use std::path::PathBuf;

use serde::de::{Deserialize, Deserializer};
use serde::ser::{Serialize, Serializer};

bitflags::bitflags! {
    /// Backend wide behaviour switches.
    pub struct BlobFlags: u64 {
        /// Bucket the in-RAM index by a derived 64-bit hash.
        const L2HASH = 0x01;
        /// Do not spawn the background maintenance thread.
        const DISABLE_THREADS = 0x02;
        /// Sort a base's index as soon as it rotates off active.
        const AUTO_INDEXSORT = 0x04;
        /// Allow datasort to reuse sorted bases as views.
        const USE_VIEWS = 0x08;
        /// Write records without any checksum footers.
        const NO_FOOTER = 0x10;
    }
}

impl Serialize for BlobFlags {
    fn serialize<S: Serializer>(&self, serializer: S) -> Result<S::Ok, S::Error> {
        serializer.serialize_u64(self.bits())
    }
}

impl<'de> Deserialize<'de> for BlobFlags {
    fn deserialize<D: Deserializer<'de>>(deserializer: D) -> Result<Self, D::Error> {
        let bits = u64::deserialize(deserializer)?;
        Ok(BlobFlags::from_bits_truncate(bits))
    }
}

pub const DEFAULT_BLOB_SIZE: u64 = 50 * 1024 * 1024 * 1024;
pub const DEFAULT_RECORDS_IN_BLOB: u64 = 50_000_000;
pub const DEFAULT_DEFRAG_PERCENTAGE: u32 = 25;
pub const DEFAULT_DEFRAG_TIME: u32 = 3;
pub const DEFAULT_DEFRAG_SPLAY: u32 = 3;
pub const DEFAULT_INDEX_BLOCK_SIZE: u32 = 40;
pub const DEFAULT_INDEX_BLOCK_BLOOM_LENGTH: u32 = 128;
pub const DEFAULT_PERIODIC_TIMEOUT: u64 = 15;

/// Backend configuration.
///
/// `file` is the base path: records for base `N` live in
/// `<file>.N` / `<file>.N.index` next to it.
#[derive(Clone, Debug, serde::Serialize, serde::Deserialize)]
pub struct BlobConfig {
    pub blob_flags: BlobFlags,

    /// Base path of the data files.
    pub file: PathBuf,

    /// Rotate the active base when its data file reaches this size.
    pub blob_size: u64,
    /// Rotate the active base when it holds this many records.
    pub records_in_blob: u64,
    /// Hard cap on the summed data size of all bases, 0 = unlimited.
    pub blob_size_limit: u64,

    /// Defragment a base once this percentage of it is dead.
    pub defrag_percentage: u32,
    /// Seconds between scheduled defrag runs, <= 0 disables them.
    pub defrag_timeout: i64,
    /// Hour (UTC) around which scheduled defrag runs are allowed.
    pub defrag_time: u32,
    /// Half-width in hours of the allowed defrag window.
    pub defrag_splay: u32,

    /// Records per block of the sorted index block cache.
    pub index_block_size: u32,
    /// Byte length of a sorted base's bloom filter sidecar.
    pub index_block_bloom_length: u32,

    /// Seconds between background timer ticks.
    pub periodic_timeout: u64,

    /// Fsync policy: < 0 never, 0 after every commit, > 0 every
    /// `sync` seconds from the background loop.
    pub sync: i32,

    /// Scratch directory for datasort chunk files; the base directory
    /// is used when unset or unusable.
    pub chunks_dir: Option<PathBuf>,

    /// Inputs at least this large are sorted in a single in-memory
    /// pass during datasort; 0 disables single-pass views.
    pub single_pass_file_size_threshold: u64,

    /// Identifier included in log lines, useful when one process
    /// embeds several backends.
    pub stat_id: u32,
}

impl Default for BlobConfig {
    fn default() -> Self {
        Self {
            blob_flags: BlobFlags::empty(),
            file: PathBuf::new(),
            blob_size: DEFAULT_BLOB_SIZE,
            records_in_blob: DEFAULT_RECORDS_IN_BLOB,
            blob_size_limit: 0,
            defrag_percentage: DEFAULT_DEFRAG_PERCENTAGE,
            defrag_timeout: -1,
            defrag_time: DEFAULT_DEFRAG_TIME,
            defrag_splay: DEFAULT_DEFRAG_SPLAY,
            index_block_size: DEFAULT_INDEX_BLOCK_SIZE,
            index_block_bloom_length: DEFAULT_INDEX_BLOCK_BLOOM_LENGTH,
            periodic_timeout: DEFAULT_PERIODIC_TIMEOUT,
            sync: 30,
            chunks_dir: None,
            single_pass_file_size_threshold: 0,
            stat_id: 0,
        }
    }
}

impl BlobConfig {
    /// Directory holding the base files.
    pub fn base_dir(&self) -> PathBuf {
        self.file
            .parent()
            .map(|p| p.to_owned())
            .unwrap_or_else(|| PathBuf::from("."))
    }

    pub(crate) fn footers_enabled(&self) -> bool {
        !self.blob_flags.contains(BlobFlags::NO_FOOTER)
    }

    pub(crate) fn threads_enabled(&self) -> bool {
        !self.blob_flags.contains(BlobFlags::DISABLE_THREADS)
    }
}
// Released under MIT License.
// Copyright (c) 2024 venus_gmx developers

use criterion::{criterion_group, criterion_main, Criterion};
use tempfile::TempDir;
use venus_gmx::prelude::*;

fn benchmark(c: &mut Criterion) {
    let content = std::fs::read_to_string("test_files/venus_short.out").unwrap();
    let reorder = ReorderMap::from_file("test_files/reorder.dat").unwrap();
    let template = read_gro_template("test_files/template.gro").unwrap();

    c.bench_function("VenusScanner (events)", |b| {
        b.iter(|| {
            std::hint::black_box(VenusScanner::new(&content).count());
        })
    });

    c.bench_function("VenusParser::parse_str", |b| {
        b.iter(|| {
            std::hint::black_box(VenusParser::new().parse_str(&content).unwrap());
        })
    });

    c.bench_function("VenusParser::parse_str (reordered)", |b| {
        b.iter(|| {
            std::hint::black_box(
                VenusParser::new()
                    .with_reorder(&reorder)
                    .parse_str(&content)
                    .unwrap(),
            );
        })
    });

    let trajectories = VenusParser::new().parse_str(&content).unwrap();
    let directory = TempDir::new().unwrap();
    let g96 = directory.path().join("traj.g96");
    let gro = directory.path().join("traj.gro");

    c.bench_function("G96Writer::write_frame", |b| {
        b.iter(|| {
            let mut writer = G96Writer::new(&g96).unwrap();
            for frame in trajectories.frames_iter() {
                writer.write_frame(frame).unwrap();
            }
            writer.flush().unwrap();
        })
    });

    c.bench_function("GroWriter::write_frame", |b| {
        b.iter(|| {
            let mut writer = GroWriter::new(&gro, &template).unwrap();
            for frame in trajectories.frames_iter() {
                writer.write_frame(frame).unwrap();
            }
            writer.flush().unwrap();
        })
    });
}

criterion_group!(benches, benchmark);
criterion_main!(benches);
########
• _Exercise details_
When a line above contains the string "impl", copy that line.

• _Answer_
impl Serialize for BlobFlags {
impl<'de> Deserialize<'de> for BlobFlags {
impl Default for BlobConfig {
impl BlobConfig {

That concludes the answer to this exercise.